First things first. The British finds experts of the PAS seem to think they are quoting a real name in Medieval Latin. In the documents referring to the Archbishop that died in 1480, both manuscript and printed, we find it was Jacobus de Sienno. So the name given by Ward Perkins and copied by the PAS is for some reason corrupt. 

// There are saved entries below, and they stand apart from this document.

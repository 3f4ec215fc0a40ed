//! Parser for the `q` query language.
//!
//! ```text
//! expression := and_expr ( "or" and_expr )*
//! and_expr   := unary ( "and" unary )*
//! unary      := "not" unary | "(" expression ")" | comparison
//! comparison := FIELD ("eq"|"ne"|"gt"|"ge"|"lt"|"le"|"like") VALUE
//!             | FIELD "exists"
//! VALUE      := "double quoted" | bare-token
//! ```
//!
//! Operators are case-insensitive. Field names use API notation (`a.b`) and
//! are converted to index notation.

use crate::error::{RegistryError, Result};
use crate::fields::json_to_index;

use super::{BoolClause, Clause, RangeOp};

#[derive(Debug, Clone, PartialEq)]
enum TokenKind {
    LParen,
    RParen,
    Word(String),
    Quoted(String),
}

#[derive(Debug, Clone)]
struct Token {
    kind: TokenKind,
    pos: usize,
}

/// Parse a free-text query. Blank input yields `None`.
pub fn parse_query(query: &str) -> Result<Option<Clause>> {
    if query.trim().is_empty() {
        return Ok(None);
    }
    let tokens = tokenize(query)?;
    let mut parser = Parser {
        query,
        tokens,
        cursor: 0,
    };
    let clause = parser.expression()?;
    if let Some(token) = parser.peek() {
        return Err(parser.error_at(token.pos, "unexpected trailing input"));
    }
    Ok(Some(clause))
}

fn malformed(query: &str, position: usize, message: impl Into<String>) -> RegistryError {
    RegistryError::MalformedQuery {
        query: query.to_string(),
        position,
        message: message.into(),
    }
}

fn tokenize(query: &str) -> Result<Vec<Token>> {
    let mut tokens = Vec::new();
    let mut chars = query.char_indices().peekable();

    while let Some(&(pos, c)) = chars.peek() {
        if c.is_whitespace() {
            chars.next();
        } else if c == '(' {
            chars.next();
            tokens.push(Token {
                kind: TokenKind::LParen,
                pos,
            });
        } else if c == ')' {
            chars.next();
            tokens.push(Token {
                kind: TokenKind::RParen,
                pos,
            });
        } else if c == '"' {
            chars.next();
            let mut text = String::new();
            let mut closed = false;
            while let Some((_, c)) = chars.next() {
                match c {
                    '"' => {
                        closed = true;
                        break;
                    }
                    '\\' => match chars.next() {
                        Some((_, escaped)) => text.push(escaped),
                        None => break,
                    },
                    other => text.push(other),
                }
            }
            if !closed {
                return Err(malformed(query, pos, "unterminated string literal"));
            }
            tokens.push(Token {
                kind: TokenKind::Quoted(text),
                pos,
            });
        } else {
            let mut word = String::new();
            while let Some(&(_, c)) = chars.peek() {
                if c.is_whitespace() || c == '(' || c == ')' || c == '"' {
                    break;
                }
                word.push(c);
                chars.next();
            }
            tokens.push(Token {
                kind: TokenKind::Word(word),
                pos,
            });
        }
    }

    Ok(tokens)
}

struct Parser<'q> {
    query: &'q str,
    tokens: Vec<Token>,
    cursor: usize,
}

impl Parser<'_> {
    fn peek(&self) -> Option<&Token> {
        self.tokens.get(self.cursor)
    }

    fn next(&mut self) -> Option<Token> {
        let token = self.tokens.get(self.cursor).cloned();
        if token.is_some() {
            self.cursor += 1;
        }
        token
    }

    fn error_at(&self, position: usize, message: impl Into<String>) -> RegistryError {
        malformed(self.query, position, message)
    }

    fn end_error(&self, message: impl Into<String>) -> RegistryError {
        self.error_at(self.query.len(), message)
    }

    fn peek_keyword(&self, keyword: &str) -> bool {
        matches!(
            self.peek(),
            Some(Token { kind: TokenKind::Word(w), .. }) if w.eq_ignore_ascii_case(keyword)
        )
    }

    fn expression(&mut self) -> Result<Clause> {
        let mut operands = vec![self.and_expr()?];
        while self.peek_keyword("or") {
            self.next();
            operands.push(self.and_expr()?);
        }
        if operands.len() == 1 {
            return Ok(operands.remove(0));
        }
        Ok(Clause::Bool(BoolClause {
            should: operands,
            minimum_should_match: 1,
            ..Default::default()
        }))
    }

    fn and_expr(&mut self) -> Result<Clause> {
        let mut operands = vec![self.unary()?];
        while self.peek_keyword("and") {
            self.next();
            operands.push(self.unary()?);
        }
        if operands.len() == 1 {
            return Ok(operands.remove(0));
        }
        Ok(Clause::Bool(BoolClause {
            must: operands,
            ..Default::default()
        }))
    }

    fn unary(&mut self) -> Result<Clause> {
        if self.peek_keyword("not") {
            self.next();
            let inner = self.unary()?;
            return Ok(Clause::Bool(BoolClause {
                must_not: vec![inner],
                ..Default::default()
            }));
        }

        match self.peek().map(|t| (t.kind.clone(), t.pos)) {
            Some((TokenKind::LParen, open)) => {
                self.next();
                let inner = self.expression()?;
                match self.next() {
                    Some(Token {
                        kind: TokenKind::RParen,
                        ..
                    }) => Ok(inner),
                    Some(token) => Err(self.error_at(token.pos, "expected ')'")),
                    None => Err(self.error_at(open, "unbalanced '('")),
                }
            }
            Some(_) => self.comparison(),
            None => Err(self.end_error("expected a comparison")),
        }
    }

    fn comparison(&mut self) -> Result<Clause> {
        let field = match self.next() {
            Some(Token {
                kind: TokenKind::Word(word),
                ..
            }) => json_to_index(&word),
            Some(token) => return Err(self.error_at(token.pos, "expected a field name")),
            None => return Err(self.end_error("expected a field name")),
        };

        let (op, op_pos) = match self.next() {
            Some(Token {
                kind: TokenKind::Word(word),
                pos,
            }) => (word.to_ascii_lowercase(), pos),
            Some(token) => return Err(self.error_at(token.pos, "expected an operator")),
            None => return Err(self.end_error("expected an operator")),
        };

        let clause = match op.as_str() {
            "exists" => Clause::Exists { field },
            "eq" => Clause::Terms {
                field,
                values: vec![self.value()?],
            },
            "ne" => Clause::Bool(BoolClause {
                must_not: vec![Clause::Terms {
                    field,
                    values: vec![self.value()?],
                }],
                ..Default::default()
            }),
            "like" => Clause::Wildcard {
                field,
                pattern: self.value()?,
            },
            "gt" | "ge" | "lt" | "le" => {
                let op = match op.as_str() {
                    "gt" => RangeOp::Gt,
                    "ge" => RangeOp::Ge,
                    "lt" => RangeOp::Lt,
                    _ => RangeOp::Le,
                };
                Clause::Range {
                    field,
                    op,
                    value: self.value()?,
                }
            }
            other => {
                return Err(self.error_at(op_pos, format!("unknown operator '{}'", other)));
            }
        };
        Ok(clause)
    }

    fn value(&mut self) -> Result<String> {
        match self.next() {
            Some(Token {
                kind: TokenKind::Quoted(text) | TokenKind::Word(text),
                ..
            }) => Ok(text),
            Some(token) => Err(self.error_at(token.pos, "expected a value")),
            None => Err(self.end_error("expected a value")),
        }
    }
}

#[cfg(test)]
mod tests {
    use super::*;

    fn position_of(err: RegistryError) -> usize {
        match err {
            RegistryError::MalformedQuery { position, .. } => position,
            other => panic!("expected MalformedQuery, got {:?}", other),
        }
    }

    #[test]
    fn test_blank_is_none() {
        assert_eq!(parse_query("  ").unwrap(), None);
    }

    #[test]
    fn test_simple_eq_converts_field_notation() {
        let clause = parse_query(r#"pds:Identification_Area.pds:title eq "Mars Rover""#)
            .unwrap()
            .unwrap();
        assert_eq!(
            clause,
            Clause::Terms {
                field: "pds:Identification_Area/pds:title".into(),
                values: vec!["Mars Rover".into()],
            }
        );
    }

    #[test]
    fn test_and_binds_tighter_than_or() {
        let clause = parse_query("a eq 1 or b eq 2 and c eq 3").unwrap().unwrap();
        match clause {
            Clause::Bool(b) => {
                assert_eq!(b.should.len(), 2);
                assert_eq!(b.minimum_should_match, 1);
                assert!(matches!(&b.should[1], Clause::Bool(inner) if inner.must.len() == 2));
            }
            other => panic!("expected bool, got {:?}", other),
        }
    }

    #[test]
    fn test_not_parens_and_operators() {
        let clause = parse_query("NOT (a LIKE \"mars*\" or b exists) and c ge 2020-01-01")
            .unwrap()
            .unwrap();
        match clause {
            Clause::Bool(b) => {
                assert_eq!(b.must.len(), 2);
                assert!(matches!(&b.must[0], Clause::Bool(n) if n.must_not.len() == 1));
                assert_eq!(
                    b.must[1],
                    Clause::Range {
                        field: "c".into(),
                        op: RangeOp::Ge,
                        value: "2020-01-01".into()
                    }
                );
            }
            other => panic!("expected bool, got {:?}", other),
        }
    }

    #[test]
    fn test_escaped_quote_in_value() {
        let clause = parse_query(r#"title eq "say \"hi\"""#).unwrap().unwrap();
        assert_eq!(
            clause,
            Clause::Terms {
                field: "title".into(),
                values: vec![r#"say "hi""#.into()],
            }
        );
    }

    #[test]
    fn test_errors_carry_position() {
        assert_eq!(position_of(parse_query("(a eq 1").unwrap_err()), 0);
        assert_eq!(position_of(parse_query("a is 1").unwrap_err()), 2);
        assert_eq!(position_of(parse_query("a eq 1 b").unwrap_err()), 7);
        assert_eq!(position_of(parse_query("a eq").unwrap_err()), 4);
        assert_eq!(position_of(parse_query("a eq \"open").unwrap_err()), 5);
        assert_eq!(position_of(parse_query("a eq 1)").unwrap_err()), 6);
    }
}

Secondly there is a problem with this monument (part of it - a bit without a key - is shown here).  It is relocated and not now in the side chapel where that archbishop was buried. The problem is that tomb had two different monuments, a floor slab above the actual internment and this brass. While I understand the stone floor slab (now destroyed) can be dated to the archbishop's lifetime, the brass is of unknown date and purpose. This is quibbling, but it cannot be assumed that all monuments of this type must date to the precise time of death - as indeed other tombs in this very same church show very well. 

Anyhow, in modern talk, the churchman is normally referred to as Jakub of Sienno (skipping the issue of how Polish 'Jakub' in fact translates into English 'James' when it is the Saint of that name). Sienno is a small town in the south of Mazovian voivodship. I do not think it was ever called 'Sonno' (though have not the will to find out how the open ghetto there until it was liquidated in October 1942 was called in official German documents during the Occupation - I'd prefer not to contemplate that).  

But thirdly, and even more annoying, is how contemporary archaeologists are referring to the cathedral city, the seat of the first Polish rulers. 'Gnezen' is the German name. At the time of the publication of Ward Perkins' work, the city had (after 123 years of Poland not existing on the maps) been in independent Poland since October 1918, when it was called Gniezno. The name was changed back to the German one under the brutal Nazi occupation of Poland 1939-1945 when it was part of Reichsgau Wartheland. Presumably therefore Ward Perkins was following Nazi nomeclature in 1940. But today's writers using English? The town became Gniezno again when it was liberated by the Red Armon 21 January 1945 and remains Gniezno now. That's what it should be called by English writers. Terms such as Breslau, Stettin and Danzig (used for Wroclaw, Szczecin and Gdańsk) have here an emotive weight - in the same way as the term Auschwitz is used in a certain context for a location next to Oświęcim (and Birkenau instead of Brzezinka). 

So the FLOs should have pointed out that "seventy years ago, Ward Perkins stated that this form of key is well illustrated on the brass of Archbishop Jakub of Sienno in Gniezno, Poland who died in 1480...' . It is a shame that they cannot follow this with a more enlightening 'and now more modern research in excavated layers in urban deposists at.... has shown that...'

If you look at what the PAS themselves say, Ward Perkins' seventy-year old catalogue is used in  some 666 database entries. Thank goodness that Wheeler's 1930 catalogue in the same series was only used four times

The kind of archaeology that tends to be done with PAS 'data', that is lots of dot-distribution maps of emblemic arrtefacts all too frequently interpreted in ethnic terms is precisely the mode that was (only just) still fashionable when Ward Perkins was proof-reading his Medieval Catalogue and Nazi troops were occupying 'Gnezen'. The rest of the world has moved on from there, but in some aspects, PAS seems stuck in a timewarp.